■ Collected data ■
= = = = =

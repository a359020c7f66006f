use wasm_bindgen::prelude::*;

pub mod aim;
pub mod ball;
pub mod collision;
pub mod config;
pub mod game;
pub mod render;
pub mod sim;
pub mod table;

pub use config::{BallColor, BallSpec, BilliardsConfig, ConfigError, StickStyle, TableConfig, Variant};
pub use game::BilliardsGame;
pub use sim::{Simulation, StepReport};

baize_web::export_game!(BilliardsGame, "billiards");

/// Replace the table setup with a JSON config. Returns false (and keeps the
/// current rack) if the config is rejected.
#[wasm_bindgen]
pub fn game_load_config(json: &str) -> bool {
    with_runner(|r| match r.game_mut().load_config(json) {
        Ok(()) => true,
        Err(e) => {
            log::warn!("billiards: config rejected: {}", e);
            false
        }
    })
}
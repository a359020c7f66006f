//! The 2D drawing-surface contract games render into.
//!
//! A frame is drawn as a sequence of primitive calls on a [`Surface`]. The
//! engine ships two implementations: [`VectorState`](super::vector::VectorState),
//! which tessellates everything into a GPU-ready vertex buffer, and
//! [`DrawList`], which records the calls so a host can replay them onto a
//! Canvas2D context (and so tests can assert on what was drawn).

use glam::Vec2;

use super::vector::VectorColor;

/// Primitive drawing operations, canvas-style.
pub trait Surface {
    /// Discard everything drawn so far this frame.
    fn clear(&mut self);

    fn fill_rect(&mut self, pos: Vec2, width: f32, height: f32, color: VectorColor);

    fn fill_circle(&mut self, center: Vec2, radius: f32, color: VectorColor);

    fn stroke_circle(&mut self, center: Vec2, radius: f32, width: f32, color: VectorColor);

    /// Solid line segment.
    fn line(&mut self, from: Vec2, to: Vec2, width: f32, color: VectorColor);

    /// Dashed line segment: `dash` units drawn, `gap` units skipped, starting at `from`.
    fn dashed_line(&mut self, from: Vec2, to: Vec2, width: f32, dash: f32, gap: f32, color: VectorColor);
}

/// Split a segment into the visible pieces of a dash pattern.
///
/// The pattern starts with a dash at `from`; the last dash is cut at `to`.
/// Returns nothing for zero-length segments or a non-positive dash length.
pub fn dash_segments(from: Vec2, to: Vec2, dash: f32, gap: f32) -> Vec<(Vec2, Vec2)> {
    let delta = to - from;
    let len = delta.length();
    if len <= f32::EPSILON || dash <= 0.0 {
        return Vec::new();
    }
    let dir = delta / len;
    let period = dash + gap.max(0.0);

    let mut out = Vec::with_capacity((len / period) as usize + 1);
    let mut t = 0.0;
    while t < len {
        let end = (t + dash).min(len);
        out.push((from + dir * t, from + dir * end));
        t += period;
    }
    out
}

/// One recorded drawing call.
#[derive(Debug, Clone, Copy, PartialEq)]
pub enum DrawCommand {
    FillRect { pos: Vec2, width: f32, height: f32, color: VectorColor },
    FillCircle { center: Vec2, radius: f32, color: VectorColor },
    StrokeCircle { center: Vec2, radius: f32, width: f32, color: VectorColor },
    Line { from: Vec2, to: Vec2, width: f32, color: VectorColor },
    DashedLine { from: Vec2, to: Vec2, width: f32, dash: f32, gap: f32, color: VectorColor },
}

/// A [`Surface`] that records commands instead of rasterizing them.
#[derive(Debug, Clone, Default)]
pub struct DrawList {
    commands: Vec<DrawCommand>,
}

impl DrawList {
    pub fn new() -> Self {
        Self::default()
    }

    pub fn commands(&self) -> &[DrawCommand] {
        &self.commands
    }

    pub fn len(&self) -> usize {
        self.commands.len()
    }

    pub fn is_empty(&self) -> bool {
        self.commands.is_empty()
    }

    /// Circles filled at `center`, in draw order.
    pub fn filled_circles_at(&self, center: Vec2) -> impl Iterator<Item = &DrawCommand> + '_ {
        self.commands.iter().filter(move |c| {
            matches!(c, DrawCommand::FillCircle { center: at, .. } if *at == center)
        })
    }
}

impl Surface for DrawList {
    fn clear(&mut self) {
        self.commands.clear();
    }

    fn fill_rect(&mut self, pos: Vec2, width: f32, height: f32, color: VectorColor) {
        self.commands.push(DrawCommand::FillRect { pos, width, height, color });
    }

    fn fill_circle(&mut self, center: Vec2, radius: f32, color: VectorColor) {
        self.commands.push(DrawCommand::FillCircle { center, radius, color });
    }

    fn stroke_circle(&mut self, center: Vec2, radius: f32, width: f32, color: VectorColor) {
        self.commands.push(DrawCommand::StrokeCircle { center, radius, width, color });
    }

    fn line(&mut self, from: Vec2, to: Vec2, width: f32, color: VectorColor) {
        self.commands.push(DrawCommand::Line { from, to, width, color });
    }

    fn dashed_line(&mut self, from: Vec2, to: Vec2, width: f32, dash: f32, gap: f32, color: VectorColor) {
        self.commands.push(DrawCommand::DashedLine { from, to, width, dash, gap, color });
    }
}
//! Simulation state for one table: balls, aim, and the per-frame step.

use baize_engine::Surface;
use glam::Vec2;

use crate::aim::{shot_velocity, AimState};
use crate::ball::Ball;
use crate::collision::{resolve_all, Collision};
use crate::config::BilliardsConfig;
use crate::table::Table;

/// A ball that dropped during a frame.
#[derive(Debug, Clone, Copy, PartialEq)]
pub struct Pot {
    pub ball: usize,
    pub pocket: usize,
    pub pos: Vec2,
}

/// What happened during one frame.
#[derive(Debug, Clone, Default, PartialEq)]
pub struct StepReport {
    pub potted: Vec<Pot>,
    pub collisions: Vec<Collision>,
}

pub struct Simulation {
    config: BilliardsConfig,
    table: Table,
    balls: Vec<Ball>,
    aim: AimState,
}

impl Simulation {
    pub fn new(config: BilliardsConfig) -> Self {
        let table = Table::from_config(&config.table);
        let balls = config.balls.iter().map(Ball::from_spec).collect();
        Self {
            config,
            table,
            balls,
            aim: AimState::Idle,
        }
    }

    /// Re-rack from the current config and drop any drag in progress.
    pub fn reset(&mut self) {
        self.balls = self.config.balls.iter().map(Ball::from_spec).collect();
        self.aim = AimState::Idle;
    }

    pub fn config(&self) -> &BilliardsConfig {
        &self.config
    }

    pub fn table(&self) -> &Table {
        &self.table
    }

    pub fn balls(&self) -> &[Ball] {
        &self.balls
    }

    pub fn balls_mut(&mut self) -> &mut [Ball] {
        &mut self.balls
    }

    pub fn aim(&self) -> &AimState {
        &self.aim
    }

    pub fn cue_ball(&self) -> Option<&Ball> {
        self.balls.iter().find(|b| b.cue)
    }

    /// Object balls still on the table.
    pub fn balls_remaining(&self) -> usize {
        self.balls.iter().filter(|b| !b.cue && !b.potted).count()
    }

    pub fn all_at_rest(&self) -> bool {
        !self.balls.iter().any(Ball::is_moving)
    }

    // -- Input --

    pub fn pointer_down(&mut self, at: Vec2) {
        self.aim.press(at);
    }

    pub fn pointer_move(&mut self, to: Vec2) {
        self.aim.drag(to);
    }

    /// End the drag and shoot. Returns the cue velocity if a shot was taken.
    ///
    /// The release position itself is not used; the shot follows the last
    /// tracked pointer position. Without a live cue ball the shot is dropped.
    pub fn pointer_up(&mut self) -> Option<Vec2> {
        let aim = self.aim.release()?;
        let scale = self.config.table.shot_scale;

        let cue = match self.balls.iter_mut().find(|b| b.cue && !b.potted) {
            Some(cue) => cue,
            None => {
                log::debug!("shot discarded: no cue ball on the table");
                return None;
            }
        };
        cue.vel = shot_velocity(cue.pos, aim.current, scale);
        log::info!("Shot: cue velocity {:?}", cue.vel);
        Some(cue.vel)
    }

    // -- Frame --

    /// Advance one frame without drawing.
    pub fn step(&mut self) -> StepReport {
        self.advance(|_| {})
    }

    /// Advance one frame, drawing each ball right after it moves.
    pub fn step_and_draw<S: Surface + ?Sized>(&mut self, surface: &mut S) -> StepReport {
        let radius = self.table.ball_radius;
        self.advance(|ball| ball.draw(surface, radius))
    }

    /// Move every ball (calling `on_ball` after each), then resolve contacts.
    fn advance(&mut self, mut on_ball: impl FnMut(&Ball)) -> StepReport {
        let mut report = StepReport::default();

        for (i, ball) in self.balls.iter_mut().enumerate() {
            if let Some(pocket) = ball.update(&self.table) {
                log::info!("Ball {} ({:?}) potted in pocket {}", i, ball.color, pocket);
                report.potted.push(Pot { ball: i, pocket, pos: ball.pos });
            }
            on_ball(ball);
        }

        report.collisions = resolve_all(&mut self.balls, self.table.ball_radius);
        for c in &report.collisions {
            log::debug!("Contact {}-{} closing at {:.3}", c.a, c.b, c.contact.closing_speed);
        }
        report
    }
}

impl Default for Simulation {
    fn default() -> Self {
        Self::new(BilliardsConfig::default())
    }
}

= = = = =

■ What this task involves ■
Print exactly the lines above, starting at the line that contains "report.collisions = resolve_all(&mut" and ending with the last line of the records, both included.

■ Task result ■
        report.collisions = resolve_all(&mut self.balls, self.table.ball_radius);
        for c in &report.collisions {
            log::debug!("Contact {}-{} closing at {:.3}", c.a, c.b, c.contact.closing_speed);
        }
        report
    }
}

impl Default for Simulation {
    fn default() -> Self {
        Self::new(BilliardsConfig::default())
    }
}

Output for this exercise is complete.